True story... My mother was watching FLAMING STAR on TV when her water broke and she was taken to the hospital where I was born. So in other words, Elvis got me into this world. :woot:
 
Been a long time since I saw it, can't remember much, will have to look for it....but any movie with Klaus Kinski in it is worth a look.


I had to buy the dvd. It was actually pretty damn expensive, but it includes a different ending option. This was Tarantino's main influence for Django, it also has the bleakest-darkest ending of any western.
 
Today I watched -

BROKEN ARROW

Directed by Delmer Daves

Starring; James Stewart, Jeff Chandler, Debra Paget, Basil Ruysdael, Will Geer, Arthur Hunnicutt, and Jay Silverheels.

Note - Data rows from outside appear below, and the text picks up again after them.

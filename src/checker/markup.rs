//! XHTML, SVG and legacy OPS content checker.
//!
//! After the schema chain has run, the document is replayed into a
//! [`ContentHandler`] that records every `id` as an anchor and every
//! outgoing URL as a typed reference. Embedded CSS (`style` elements and
//! attributes) goes through the CSS scanner.

use super::css::{register_scan, CssOrigin};
use super::parse_markup;
use crate::context::ValidationContext;
use crate::css::{scan_declarations, scan_stylesheet};
use crate::report::{CheckReport, Location};
use crate::xml::{drive, Element, NodeId, XmlDocument, XmlHandler, SVG_NS, XHTML_NS, XLINK_NS, XML_NS};
use crate::xref::ReferenceKind;

/// Which kind of content document is being checked.
#[derive(Clone, Copy, Debug, PartialEq, Eq)]
pub(super) enum Flavor {
    /// EPUB 3 navigation document.
    Navigation,
    /// EPUB 3 XHTML or SVG content.
    Modern,
    /// EPUB 2 OPS content.
    Legacy,
}

pub(super) fn check(
    ctx: &ValidationContext,
    bytes: &[u8],
    flavor: Flavor,
    report: &mut CheckReport,
) {
    let Some(doc) = parse_markup(ctx, bytes, report) else {
        return;
    };
    let mut handler = ContentHandler {
        ctx,
        flavor,
        report,
        style: None,
        references: 0,
        anchors: 0,
    };
    drive(&doc, &mut handler);
    log::debug!(
        "[DISPATCH] {} ({:?}): {} references, {} anchors",
        ctx.path(),
        flavor,
        handler.references,
        handler.anchors
    );
    ctx.xrefs().mark_parsed(ctx.path());
}

struct StyleBuffer {
    element: NodeId,
    text: String,
    start: Option<Location>,
}

struct ContentHandler<'a> {
    ctx: &'a ValidationContext,
    flavor: Flavor,
    report: &'a mut CheckReport,
    style: Option<StyleBuffer>,
    references: usize,
    anchors: usize,
}

impl ContentHandler<'_> {
    fn reference(&mut self, element: &Element, raw: &str, kind: ReferenceKind, required: bool) {
        if raw.trim().is_empty() {
            return;
        }
        if self.ctx.xrefs().register_reference(
            self.ctx.path(),
            Some(element.location),
            raw,
            kind,
            required,
        ) {
            self.references += 1;
        }
    }

    fn xhtml_references(&mut self, doc: &XmlDocument, id: NodeId, element: &Element) {
        match element.name.local.as_str() {
            "a" | "area" => {
                if let Some(href) = element.attr("href") {
                    let kind = if self.flavor == Flavor::Navigation
                        && doc.ancestor_named(id, XHTML_NS, "nav").is_some()
                    {
                        ReferenceKind::NavLink
                    } else {
                        ReferenceKind::Hyperlink
                    };
                    self.reference(element, href, kind, true);
                }
            }
            "img" => {
                if let Some(src) = element.attr("src") {
                    self.reference(element, src, ReferenceKind::Image, true);
                }
            }
            "link" => {
                if let Some(href) = element.attr("href") {
                    let stylesheet = element.attr("rel").is_some_and(|rel| {
                        rel.split_ascii_whitespace()
                            .any(|token| token.eq_ignore_ascii_case("stylesheet"))
                    });
                    if stylesheet {
                        self.reference(element, href, ReferenceKind::Stylesheet, true);
                    } else {
                        self.reference(element, href, ReferenceKind::Link, false);
                    }
                }
            }
            "script" => {
                if let Some(src) = element.attr("src") {
                    self.reference(element, src, ReferenceKind::Script, true);
                }
            }
            "audio" => {
                if let Some(src) = element.attr("src") {
                    self.reference(element, src, ReferenceKind::Audio, true);
                }
            }
            "video" => {
                if let Some(src) = element.attr("src") {
                    self.reference(element, src, ReferenceKind::Video, true);
                }
                if let Some(poster) = element.attr("poster") {
                    self.reference(element, poster, ReferenceKind::Image, true);
                }
            }
            "source" => {
                if let Some(src) = element.attr("src") {
                    let parent = element.parent.map(|p| doc.element(p).name.local.as_str());
                    let kind = match parent {
                        Some("audio") => ReferenceKind::Audio,
                        Some("video") => ReferenceKind::Video,
                        Some("picture") => ReferenceKind::Image,
                        _ => ReferenceKind::Generic,
                    };
                    self.reference(element, src, kind, true);
                }
            }
            "track" | "embed" | "iframe" => {
                if let Some(src) = element.attr("src") {
                    self.reference(element, src, ReferenceKind::Generic, true);
                }
            }
            "object" => {
                if let Some(data) = element.attr("data") {
                    self.reference(element, data, ReferenceKind::Generic, true);
                }
            }
            "blockquote" | "q" | "ins" | "del" => {
                if let Some(cite) = element.attr("cite") {
                    self.reference(element, cite, ReferenceKind::Cite, false);
                }
            }
            _ => {}
        }
    }

    fn svg_references(&mut self, element: &Element) {
        let href = element
            .attr_ns(XLINK_NS, "href")
            .or_else(|| element.attr("href"));
        let Some(href) = href else {
            return;
        };
        let kind = match element.name.local.as_str() {
            "image" => ReferenceKind::Image,
            "a" => ReferenceKind::Hyperlink,
            "use" => ReferenceKind::Generic,
            _ => return,
        };
        self.reference(element, href, kind, true);
    }
}

impl XmlHandler for ContentHandler<'_> {
    fn start_element(&mut self, doc: &XmlDocument, id: NodeId) {
        let element = doc.element(id);

        let anchor = element.attr("id").or_else(|| element.attr_ns(XML_NS, "id"));
        if let Some(anchor) = anchor {
            if self.ctx.xrefs().register_anchor(self.ctx.path(), anchor) {
                self.anchors += 1;
            }
        }

        if let Some(style) = element.attr("style") {
            let scan = scan_declarations(style);
            register_scan(self.ctx, &scan, CssOrigin::Attribute(element.location), self.report);
        }

        match element.name.namespace.as_deref() {
            Some(XHTML_NS) => self.xhtml_references(doc, id, element),
            Some(SVG_NS) => self.svg_references(element),
            _ => {}
        }

        if element.is(XHTML_NS, "style") || element.is(SVG_NS, "style") {
            self.style = Some(StyleBuffer {
                element: id,
                text: String::new(),
                start: None,
            });
        }
    }

    fn end_element(&mut self, doc: &XmlDocument, id: NodeId) {
        let Some(buffer) = self.style.take_if(|buffer| buffer.element == id) else {
            return;
        };
        let scan = scan_stylesheet(&buffer.text);
        let origin = buffer.start.unwrap_or(doc.element(id).location);
        register_scan(self.ctx, &scan, CssOrigin::Element(origin), self.report);
    }

    fn text(&mut self, _doc: &XmlDocument, text: &str, location: Location) {
        if let Some(buffer) = self.style.as_mut() {
            buffer.start.get_or_insert(location);
            buffer.text.push_str(text);
        }
    }
}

The Apache wars have been going on for 10 years, ex Army scout and now prospector Tom Jeffords (James Stewart) is tired of all the killing. One day he sees an Apache teen wounded in the desert and decides to help him. Over a few days he starts to get a new appreciation of the Apache people...by actually seeing that they are people not just savage redskins. A group of Apaches come upon them, and after the kid explains that Tom had saved his life, they decide to let him go away peacefully....but a group of white men suddenly come riding along, and the Apaches kill and torture them in front of Tom. He decides he needs to do something to try and stop all the killing, so he gets a "good" Apache to teach him their language and customs....and then rides out to find Cochise (Jeff Chandler) to offer a plan of peace. Because Tom sends smoke signal messages of peace and rides into their territory bravely...they let him through without incident. He meets with Cochise and talks him into letting mail riders go through his territory without attacking them. While at the camp he meets and starts to fall in love with the Apache maid Sonseeahray (Debra Paget). Tom tells people about his deal with Cochise, but most are real skeptical about it. Especially local rancher Ben Slade (Will Geer) whose wife and son were killed in an Apache raid. As time passes, and mail riders pass back and forth unhurt, Gen. Oliver Howard (Basil Ruysdael) asks Tom to take him to meet Cochise for he has plans for a bigger peace treaty. They meet, and agree to a 3 month test of the treaty...but several lesser warchiefs let by Geronimo (Jay Silverheels) don't agree with it, and leave with their braves to Mexico. Meanwhile Tom and Sonseeahray marry.

I'll put the ending in spoiler tags -
Both Geronimo and Ben Slade pull raids to stop the peace. In one of Ben's attacks, Sonseeahray is killed and Tom is wounded. As Tom holds her in his arms, Cochise and his men bring one of the surviving attackers to him, Tom demands they give him a knife so that he can cut his heart out....but Cochise refuses, saying the terms of the peace treaty are for any whites that are captured are to be turned over to the Army. Tom agrees...and rides off leaving the territory behind him forever.


This is technically Stewart's return to the western. It had been 11 years since his last one, Destry Rides Again....he filmed this before Winchester '73, but it was released after it. He would make many westerns after this.

This movie deserves praise for it's depiction of the Apaches. Up to this point almost (if not all) movies simply portrayed them as evil savages or drunken buffoons. This portrays them as human beings...some good, some bad, worrying and caring for the same things as anyone else. But it loses points for using white people in makeup to play the principle Apaches. We do get Jay Silverheels (best known for 217 episodes and 2 feature films as TONTO in the LONE RANGER) in a featured role though.

Jeff Chandler was nominated for the OSCAR for supporting actor in this role. He would play Cochise again in 2 more movies - The Battle at Apache Pass and Taza, Son of Cochise.

The love story part of the plot is OK, but a little creepy when you find out that Stewart was 40 something and Paget was 15 at the time.

It's nice to see old western character actors in the background, like Will Geer (Jeremiah Johnson, Bandolero!, Winchester '73), John Doucette (Big Jake, True Grit, The Sons of Katie Elder) and Arthur Hunnicutt (El Dorado, Cat Ballou, Apache Uprising).

Overall, a good movie. Fans of the western and Stewart should see it.